I felt highly strange about the jmp instruction.The function early_kprintf is an empty function but I don't know why gcc generated so many code even though I enabled O3.Maybe you are right,the data after jmp instruction maybe padding data,there's no reason for gcc to refer to xmm registers!

[hendric]

I've had the same kind of problems, which is why I use ndisasm instead of objdump... Is there anything similar for x86-64?

As far as I know,ndisasm can only disassemble i8086 disassembly but x86_64.

Maybe you want to compare that objdump with the output of "gcc <yourfile> -S" which only produce the assembly code and doesn't go further.

Yea I 've tried about it.The assembly generated by gcc is the same to objdump.But I still found no resolutions about the "relocation truncated to fit" error because I don't know what to relocate

[Candy]

Probably nothing, but did you use x86_64-pc-linux-ld or ld?

[hendric]

Probably nothing, but did you use x86_64-pc-linux-ld or ld?

I used x86_64-pc-linux-gnu-ld as my linker.

[guest]

Truncating relocations usually occurs when mixing different code types (eg. 16bit and 32bit).

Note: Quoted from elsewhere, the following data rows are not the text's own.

//! Canonical message construction
//!
//! Reproduces exactly the bytes each ecosystem hashes before signing. One
//! byte of divergence from what the signer's wallet hashed makes
//! verification fail (as a boolean, not an error), so nothing here may
//! re-serialize, trim or re-encode its inputs.

use sha2::{Digest, Sha256};
use sha3::Keccak256;

pub const ETH_MESSAGE_PREFIX: &[u8] = b"\x19Ethereum Signed Message:\n";

/// `prefix || decimal byte length || payload` - the personal-sign
/// envelope. The length is written as unpadded ASCII decimal digits.
pub fn eth_signed_message(payload: &[u8]) -> Vec<u8> {
    let length = payload.len().to_string();
    let mut message =
        Vec::with_capacity(ETH_MESSAGE_PREFIX.len() + length.len() + payload.len());
    message.extend_from_slice(ETH_MESSAGE_PREFIX);
    message.extend_from_slice(length.as_bytes());
    message.extend_from_slice(payload);
    message
}

/// keccak256 of the personal-sign envelope; the digest Ethereum wallets
/// actually sign.
pub fn eth_message_hash(payload: &[u8]) -> [u8; 32] {
    Keccak256::digest(eth_signed_message(payload)).into()
}

/// `authenticatorData || SHA256(clientDataJSON)`.
///
/// Concatenation only - the Secp256r1SigVerify precompile hashes the full
/// message itself before curve verification. `client_data_json` is used
/// byte for byte as received; even a whitespace difference changes the
/// hash.
pub fn webauthn_message(authenticator_data: &[u8], client_data_json: &str) -> Vec<u8> {
    let client_data_hash = Sha256::digest(client_data_json.as_bytes());
    let mut message = Vec::with_capacity(authenticator_data.len() + 32);
    message.extend_from_slice(authenticator_data);
    message.extend_from_slice(&client_data_hash);
    message
}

You may want to check all your GCC and LD commands, make sure they're all in -m64 mode. Be sure that any assembly is written in YASM "[BITS 64]" with the "-m amd64 -f elf64" commandline or AT&T (x86_64-pc-linux-gnu-as) ".code 64"

[If Pype.Clicker is right, you may also want to throw in "-fno-exceptions" on gcc and "-nostdlib -lgcc" on ld commandlines]

[hendric]

Truncating relocations usually occurs when mixing different code types (eg. 16bit and 32bit). You may want to check all your GCC and LD commands, make sure they're all in -m64 mode. Be sure that any assembly is written in YASM "[BITS 64]" with the "-m amd64 -f elf64" commandline or AT&T (x86_64-pc-linux-gnu-as) ".code 64"

[If Pype.Clicker is right, you may also want to throw in "-fno-exceptions" on gcc and "-nostdlib -lgcc" on ld commandlines]

I've followed your suggestion but it was not effective. But I found gcc under x86_64 really has different behavior from normal gcc . Say, gcc under x86_64 uses 3 registers to pass parameter even thouth cdecl attribute is specified,at least for functions with ramdon parameters.
I feel disappointed at x86_64 gcc. I decide to implement early_kprintf directly via assembly

[Candy]

I've followed your suggestion but it was not effective. But I found gcc under x86_64 really has different behavior from normal gcc . Say, gcc under x86_64 uses 3 registers to pass parameter even thouth cdecl attribute is specified,at least for functions with ramdon parameters.
I feel disappointed at x86_64 gcc. I decide to implement early_kprintf directly via assembly

Try reading the 64-bit ABI, which specifies exactly what you noticed. It's nearly identical to the IA64 ABI, which you can find easily on google.